** Opening Record set block **

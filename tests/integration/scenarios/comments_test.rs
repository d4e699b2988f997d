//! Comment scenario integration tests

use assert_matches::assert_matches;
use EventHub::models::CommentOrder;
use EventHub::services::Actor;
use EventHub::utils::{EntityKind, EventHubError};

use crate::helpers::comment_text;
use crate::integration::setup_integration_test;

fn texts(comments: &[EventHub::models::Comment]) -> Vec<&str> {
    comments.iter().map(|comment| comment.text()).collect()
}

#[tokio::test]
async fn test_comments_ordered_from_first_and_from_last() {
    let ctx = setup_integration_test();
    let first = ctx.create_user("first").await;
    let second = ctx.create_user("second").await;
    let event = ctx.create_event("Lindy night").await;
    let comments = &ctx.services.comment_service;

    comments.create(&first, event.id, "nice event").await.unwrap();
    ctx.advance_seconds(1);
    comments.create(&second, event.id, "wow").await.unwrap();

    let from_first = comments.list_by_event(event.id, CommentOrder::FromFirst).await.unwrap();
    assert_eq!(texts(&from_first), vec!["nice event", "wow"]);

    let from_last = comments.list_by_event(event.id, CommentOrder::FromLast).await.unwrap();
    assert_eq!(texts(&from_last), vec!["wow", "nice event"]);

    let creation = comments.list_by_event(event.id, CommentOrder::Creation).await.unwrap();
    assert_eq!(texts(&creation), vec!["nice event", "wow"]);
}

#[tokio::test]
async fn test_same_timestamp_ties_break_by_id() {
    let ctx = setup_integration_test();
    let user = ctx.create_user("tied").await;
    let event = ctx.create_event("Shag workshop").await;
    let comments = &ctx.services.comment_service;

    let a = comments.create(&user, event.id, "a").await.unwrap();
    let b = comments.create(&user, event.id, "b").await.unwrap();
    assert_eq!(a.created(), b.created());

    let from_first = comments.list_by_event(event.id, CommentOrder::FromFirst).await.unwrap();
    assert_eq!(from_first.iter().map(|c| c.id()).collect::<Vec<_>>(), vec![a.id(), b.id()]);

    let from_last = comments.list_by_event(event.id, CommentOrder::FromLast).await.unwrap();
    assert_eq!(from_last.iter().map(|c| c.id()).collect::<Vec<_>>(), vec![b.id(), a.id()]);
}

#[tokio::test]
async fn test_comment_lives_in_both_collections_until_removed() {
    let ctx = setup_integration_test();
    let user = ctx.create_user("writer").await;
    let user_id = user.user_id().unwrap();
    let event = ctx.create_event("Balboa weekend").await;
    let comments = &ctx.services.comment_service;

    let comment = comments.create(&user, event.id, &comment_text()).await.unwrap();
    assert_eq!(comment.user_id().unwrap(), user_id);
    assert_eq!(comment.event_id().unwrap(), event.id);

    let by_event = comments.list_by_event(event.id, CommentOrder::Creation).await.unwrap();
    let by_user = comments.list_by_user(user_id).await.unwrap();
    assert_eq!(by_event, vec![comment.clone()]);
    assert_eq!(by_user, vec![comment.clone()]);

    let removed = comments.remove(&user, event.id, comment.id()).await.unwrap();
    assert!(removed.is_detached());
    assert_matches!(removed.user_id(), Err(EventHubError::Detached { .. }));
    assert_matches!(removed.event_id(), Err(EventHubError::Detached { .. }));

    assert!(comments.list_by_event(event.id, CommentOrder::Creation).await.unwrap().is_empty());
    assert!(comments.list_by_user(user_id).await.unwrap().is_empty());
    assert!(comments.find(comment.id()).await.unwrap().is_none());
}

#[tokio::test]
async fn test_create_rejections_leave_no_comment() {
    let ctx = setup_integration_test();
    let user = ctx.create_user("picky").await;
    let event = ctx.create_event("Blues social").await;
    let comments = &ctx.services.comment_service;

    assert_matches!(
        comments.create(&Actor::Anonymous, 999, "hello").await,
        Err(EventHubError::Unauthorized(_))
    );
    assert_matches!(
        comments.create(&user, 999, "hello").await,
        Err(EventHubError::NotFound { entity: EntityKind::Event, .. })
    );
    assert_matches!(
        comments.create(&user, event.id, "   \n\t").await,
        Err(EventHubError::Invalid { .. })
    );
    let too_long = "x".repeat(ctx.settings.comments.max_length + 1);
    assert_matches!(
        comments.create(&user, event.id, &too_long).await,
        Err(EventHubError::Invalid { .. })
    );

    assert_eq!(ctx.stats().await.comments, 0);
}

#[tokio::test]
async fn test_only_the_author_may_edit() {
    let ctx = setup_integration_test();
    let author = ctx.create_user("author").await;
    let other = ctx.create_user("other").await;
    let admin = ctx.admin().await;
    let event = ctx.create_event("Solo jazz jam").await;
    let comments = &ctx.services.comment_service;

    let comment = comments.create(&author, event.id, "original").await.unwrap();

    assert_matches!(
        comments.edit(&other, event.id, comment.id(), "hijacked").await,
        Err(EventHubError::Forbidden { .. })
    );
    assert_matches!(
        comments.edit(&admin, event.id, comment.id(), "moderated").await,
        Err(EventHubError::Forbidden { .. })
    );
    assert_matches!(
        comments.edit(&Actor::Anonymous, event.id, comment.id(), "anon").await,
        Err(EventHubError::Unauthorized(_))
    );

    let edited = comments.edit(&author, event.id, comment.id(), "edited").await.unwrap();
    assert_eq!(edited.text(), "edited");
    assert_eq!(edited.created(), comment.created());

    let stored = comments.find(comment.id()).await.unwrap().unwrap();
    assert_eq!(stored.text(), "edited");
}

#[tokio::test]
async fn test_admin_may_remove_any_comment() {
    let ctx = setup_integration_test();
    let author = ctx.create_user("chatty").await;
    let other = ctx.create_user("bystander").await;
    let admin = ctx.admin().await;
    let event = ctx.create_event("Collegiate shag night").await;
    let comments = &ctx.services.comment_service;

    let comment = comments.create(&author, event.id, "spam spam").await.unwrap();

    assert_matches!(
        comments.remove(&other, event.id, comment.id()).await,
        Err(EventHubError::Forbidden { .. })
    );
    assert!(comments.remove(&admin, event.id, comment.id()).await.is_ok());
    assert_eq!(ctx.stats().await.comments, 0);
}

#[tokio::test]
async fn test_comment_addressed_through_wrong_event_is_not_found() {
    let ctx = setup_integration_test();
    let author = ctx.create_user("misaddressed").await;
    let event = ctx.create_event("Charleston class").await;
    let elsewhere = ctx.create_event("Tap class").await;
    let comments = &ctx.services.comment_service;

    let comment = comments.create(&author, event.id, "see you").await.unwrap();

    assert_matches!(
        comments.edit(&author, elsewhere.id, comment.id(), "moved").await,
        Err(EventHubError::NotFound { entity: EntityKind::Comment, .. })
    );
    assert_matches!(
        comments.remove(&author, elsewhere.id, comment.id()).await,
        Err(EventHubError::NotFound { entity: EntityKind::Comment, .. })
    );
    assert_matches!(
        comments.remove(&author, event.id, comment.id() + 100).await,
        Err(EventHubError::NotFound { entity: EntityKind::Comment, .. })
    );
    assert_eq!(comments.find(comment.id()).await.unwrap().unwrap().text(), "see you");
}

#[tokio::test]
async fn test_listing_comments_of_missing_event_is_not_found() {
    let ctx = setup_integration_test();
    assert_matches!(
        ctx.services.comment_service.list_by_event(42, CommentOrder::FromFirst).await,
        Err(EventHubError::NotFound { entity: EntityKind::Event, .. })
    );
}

** Closing Record set block **

### Exercise prompt
Every line of the data above should be output exactly as written.

### Exercise output
filename tests/integration/scenarios/comments_test.rs
repository d4e699b2988f997d
//! Comment scenario integration tests

use assert_matches::assert_matches;
use EventHub::models::CommentOrder;
use EventHub::services::Actor;
use EventHub::utils::{EntityKind, EventHubError};

use crate::helpers::comment_text;
use crate::integration::setup_integration_test;

fn texts(comments: &[EventHub::models::Comment]) -> Vec<&str> {
    comments.iter().map(|comment| comment.text()).collect()
}

#[tokio::test]
async fn test_comments_ordered_from_first_and_from_last() {
    let ctx = setup_integration_test();
    let first = ctx.create_user("first").await;
    let second = ctx.create_user("second").await;
    let event = ctx.create_event("Lindy night").await;
    let comments = &ctx.services.comment_service;

    comments.create(&first, event.id, "nice event").await.unwrap();
    ctx.advance_seconds(1);
    comments.create(&second, event.id, "wow").await.unwrap();

    let from_first = comments.list_by_event(event.id, CommentOrder::FromFirst).await.unwrap();
    assert_eq!(texts(&from_first), vec!["nice event", "wow"]);

    let from_last = comments.list_by_event(event.id, CommentOrder::FromLast).await.unwrap();
    assert_eq!(texts(&from_last), vec!["wow", "nice event"]);

    let creation = comments.list_by_event(event.id, CommentOrder::Creation).await.unwrap();
    assert_eq!(texts(&creation), vec!["nice event", "wow"]);
}

#[tokio::test]
async fn test_same_timestamp_ties_break_by_id() {
    let ctx = setup_integration_test();
    let user = ctx.create_user("tied").await;
    let event = ctx.create_event("Shag workshop").await;
    let comments = &ctx.services.comment_service;

    let a = comments.create(&user, event.id, "a").await.unwrap();
    let b = comments.create(&user, event.id, "b").await.unwrap();
    assert_eq!(a.created(), b.created());

    let from_first = comments.list_by_event(event.id, CommentOrder::FromFirst).await.unwrap();
    assert_eq!(from_first.iter().map(|c| c.id()).collect::<Vec<_>>(), vec![a.id(), b.id()]);

    let from_last = comments.list_by_event(event.id, CommentOrder::FromLast).await.unwrap();
    assert_eq!(from_last.iter().map(|c| c.id()).collect::<Vec<_>>(), vec![b.id(), a.id()]);
}

#[tokio::test]
async fn test_comment_lives_in_both_collections_until_removed() {
    let ctx = setup_integration_test();
    let user = ctx.create_user("writer").await;
    let user_id = user.user_id().unwrap();
    let event = ctx.create_event("Balboa weekend").await;
    let comments = &ctx.services.comment_service;

    let comment = comments.create(&user, event.id, &comment_text()).await.unwrap();
    assert_eq!(comment.user_id().unwrap(), user_id);
    assert_eq!(comment.event_id().unwrap(), event.id);

    let by_event = comments.list_by_event(event.id, CommentOrder::Creation).await.unwrap();
    let by_user = comments.list_by_user(user_id).await.unwrap();
    assert_eq!(by_event, vec![comment.clone()]);
    assert_eq!(by_user, vec![comment.clone()]);

    let removed = comments.remove(&user, event.id, comment.id()).await.unwrap();
    assert!(removed.is_detached());
    assert_matches!(removed.user_id(), Err(EventHubError::Detached { .. }));
    assert_matches!(removed.event_id(), Err(EventHubError::Detached { .. }));

    assert!(comments.list_by_event(event.id, CommentOrder::Creation).await.unwrap().is_empty());
    assert!(comments.list_by_user(user_id).await.unwrap().is_empty());
    assert!(comments.find(comment.id()).await.unwrap().is_none());
}

#[tokio::test]
async fn test_create_rejections_leave_no_comment() {
    let ctx = setup_integration_test();
    let user = ctx.create_user("picky").await;
    let event = ctx.create_event("Blues social").await;
    let comments = &ctx.services.comment_service;

    assert_matches!(
        comments.create(&Actor::Anonymous, 999, "hello").await,
        Err(EventHubError::Unauthorized(_))
    );
    assert_matches!(
        comments.create(&user, 999, "hello").await,
        Err(EventHubError::NotFound { entity: EntityKind::Event, .. })
    );
    assert_matches!(
        comments.create(&user, event.id, "   \n\t").await,
        Err(EventHubError::Invalid { .. })
    );
    let too_long = "x".repeat(ctx.settings.comments.max_length + 1);
    assert_matches!(
        comments.create(&user, event.id, &too_long).await,
        Err(EventHubError::Invalid { .. })
    );

    assert_eq!(ctx.stats().await.comments, 0);
}

#[tokio::test]
async fn test_only_the_author_may_edit() {
    let ctx = setup_integration_test();
    let author = ctx.create_user("author").await;
    let other = ctx.create_user("other").await;
    let admin = ctx.admin().await;
    let event = ctx.create_event("Solo jazz jam").await;
    let comments = &ctx.services.comment_service;

    let comment = comments.create(&author, event.id, "original").await.unwrap();

    assert_matches!(
        comments.edit(&other, event.id, comment.id(), "hijacked").await,
        Err(EventHubError::Forbidden { .. })
    );
    assert_matches!(
        comments.edit(&admin, event.id, comment.id(), "moderated").await,
        Err(EventHubError::Forbidden { .. })
    );
    assert_matches!(
        comments.edit(&Actor::Anonymous, event.id, comment.id(), "anon").await,
        Err(EventHubError::Unauthorized(_))
    );

    let edited = comments.edit(&author, event.id, comment.id(), "edited").await.unwrap();
    assert_eq!(edited.text(), "edited");
    assert_eq!(edited.created(), comment.created());

    let stored = comments.find(comment.id()).await.unwrap().unwrap();
    assert_eq!(stored.text(), "edited");
}

#[tokio::test]
async fn test_admin_may_remove_any_comment() {
    let ctx = setup_integration_test();
    let author = ctx.create_user("chatty").await;
    let other = ctx.create_user("bystander").await;
    let admin = ctx.admin().await;
    let event = ctx.create_event("Collegiate shag night").await;
    let comments = &ctx.services.comment_service;

    let comment = comments.create(&author, event.id, "spam spam").await.unwrap();

    assert_matches!(
        comments.remove(&other, event.id, comment.id()).await,
        Err(EventHubError::Forbidden { .. })
    );
    assert!(comments.remove(&admin, event.id, comment.id()).await.is_ok());
    assert_eq!(ctx.stats().await.comments, 0);
}

#[tokio::test]
async fn test_comment_addressed_through_wrong_event_is_not_found() {
    let ctx = setup_integration_test();
    let author = ctx.create_user("misaddressed").await;
    let event = ctx.create_event("Charleston class").await;
    let elsewhere = ctx.create_event("Tap class").await;
    let comments = &ctx.services.comment_service;

    let comment = comments.create(&author, event.id, "see you").await.unwrap();

    assert_matches!(
        comments.edit(&author, elsewhere.id, comment.id(), "moved").await,
        Err(EventHubError::NotFound { entity: EntityKind::Comment, .. })
    );
    assert_matches!(
        comments.remove(&author, elsewhere.id, comment.id()).await,
        Err(EventHubError::NotFound { entity: EntityKind::Comment, .. })
    );
    assert_matches!(
        comments.remove(&author, event.id, comment.id() + 100).await,
        Err(EventHubError::NotFound { entity: EntityKind::Comment, .. })
    );
    assert_eq!(comments.find(comment.id()).await.unwrap().unwrap().text(), "see you");
}

#[tokio::test]
async fn test_listing_comments_of_missing_event_is_not_found() {
    let ctx = setup_integration_test();
    assert_matches!(
        ctx.services.comment_service.list_by_event(42, CommentOrder::FromFirst).await,
        Err(EventHubError::NotFound { entity: EntityKind::Event, .. })
    );
}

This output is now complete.